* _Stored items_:
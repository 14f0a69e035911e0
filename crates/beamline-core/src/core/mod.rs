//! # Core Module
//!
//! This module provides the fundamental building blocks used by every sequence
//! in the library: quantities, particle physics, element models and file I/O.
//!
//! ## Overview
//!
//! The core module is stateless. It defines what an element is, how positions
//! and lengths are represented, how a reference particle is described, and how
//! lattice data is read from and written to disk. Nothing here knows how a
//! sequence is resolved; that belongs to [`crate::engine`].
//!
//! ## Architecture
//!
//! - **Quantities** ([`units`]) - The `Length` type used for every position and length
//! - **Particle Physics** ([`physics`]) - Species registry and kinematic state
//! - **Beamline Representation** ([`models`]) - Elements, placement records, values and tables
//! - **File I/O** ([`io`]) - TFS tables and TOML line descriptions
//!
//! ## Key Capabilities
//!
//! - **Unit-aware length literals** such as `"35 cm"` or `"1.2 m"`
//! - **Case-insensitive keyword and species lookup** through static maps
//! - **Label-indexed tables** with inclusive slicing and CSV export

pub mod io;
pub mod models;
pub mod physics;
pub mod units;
...
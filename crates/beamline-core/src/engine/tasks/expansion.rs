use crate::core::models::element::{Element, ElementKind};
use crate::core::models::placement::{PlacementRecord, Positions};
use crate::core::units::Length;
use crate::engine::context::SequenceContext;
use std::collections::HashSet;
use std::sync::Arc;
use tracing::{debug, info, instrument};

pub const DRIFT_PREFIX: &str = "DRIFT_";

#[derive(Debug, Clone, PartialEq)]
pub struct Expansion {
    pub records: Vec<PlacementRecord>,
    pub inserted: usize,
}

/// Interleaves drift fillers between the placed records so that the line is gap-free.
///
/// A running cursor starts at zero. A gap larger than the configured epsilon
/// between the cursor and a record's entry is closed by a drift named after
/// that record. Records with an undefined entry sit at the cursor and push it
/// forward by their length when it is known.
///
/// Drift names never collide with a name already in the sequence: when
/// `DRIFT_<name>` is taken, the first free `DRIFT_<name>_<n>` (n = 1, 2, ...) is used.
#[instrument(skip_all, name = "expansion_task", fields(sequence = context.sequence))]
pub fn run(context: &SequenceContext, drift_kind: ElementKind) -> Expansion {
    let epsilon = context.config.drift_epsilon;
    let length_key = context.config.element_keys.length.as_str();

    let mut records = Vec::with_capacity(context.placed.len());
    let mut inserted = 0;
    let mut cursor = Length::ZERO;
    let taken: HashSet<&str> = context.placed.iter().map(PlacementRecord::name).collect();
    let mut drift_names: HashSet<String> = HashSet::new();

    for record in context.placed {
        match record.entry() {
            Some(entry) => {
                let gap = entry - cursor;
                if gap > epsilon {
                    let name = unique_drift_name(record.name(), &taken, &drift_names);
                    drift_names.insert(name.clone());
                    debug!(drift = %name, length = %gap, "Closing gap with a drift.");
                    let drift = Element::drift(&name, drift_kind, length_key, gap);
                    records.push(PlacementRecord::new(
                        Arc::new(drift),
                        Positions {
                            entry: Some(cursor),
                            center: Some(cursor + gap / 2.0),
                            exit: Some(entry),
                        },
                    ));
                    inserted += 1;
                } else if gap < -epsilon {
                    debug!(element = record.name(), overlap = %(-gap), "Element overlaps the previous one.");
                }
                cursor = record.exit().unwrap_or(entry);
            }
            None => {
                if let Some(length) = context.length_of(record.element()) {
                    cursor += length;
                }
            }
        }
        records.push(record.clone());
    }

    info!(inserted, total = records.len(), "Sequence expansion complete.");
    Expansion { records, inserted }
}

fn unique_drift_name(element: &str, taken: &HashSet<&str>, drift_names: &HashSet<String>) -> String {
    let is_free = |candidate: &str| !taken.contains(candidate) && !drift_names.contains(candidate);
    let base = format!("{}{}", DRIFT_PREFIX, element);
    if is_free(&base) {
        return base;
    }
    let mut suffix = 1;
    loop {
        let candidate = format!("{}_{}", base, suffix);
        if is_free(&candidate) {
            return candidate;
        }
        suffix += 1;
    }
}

* _Exercise objective_:
Filter the records above down to the lines that hold the string "epsilon".

* _Your response_:
/// A running cursor starts at zero. A gap larger than the configured epsilon
    let epsilon = context.config.drift_epsilon;
                if gap > epsilon {
                } else if gap < -epsilon {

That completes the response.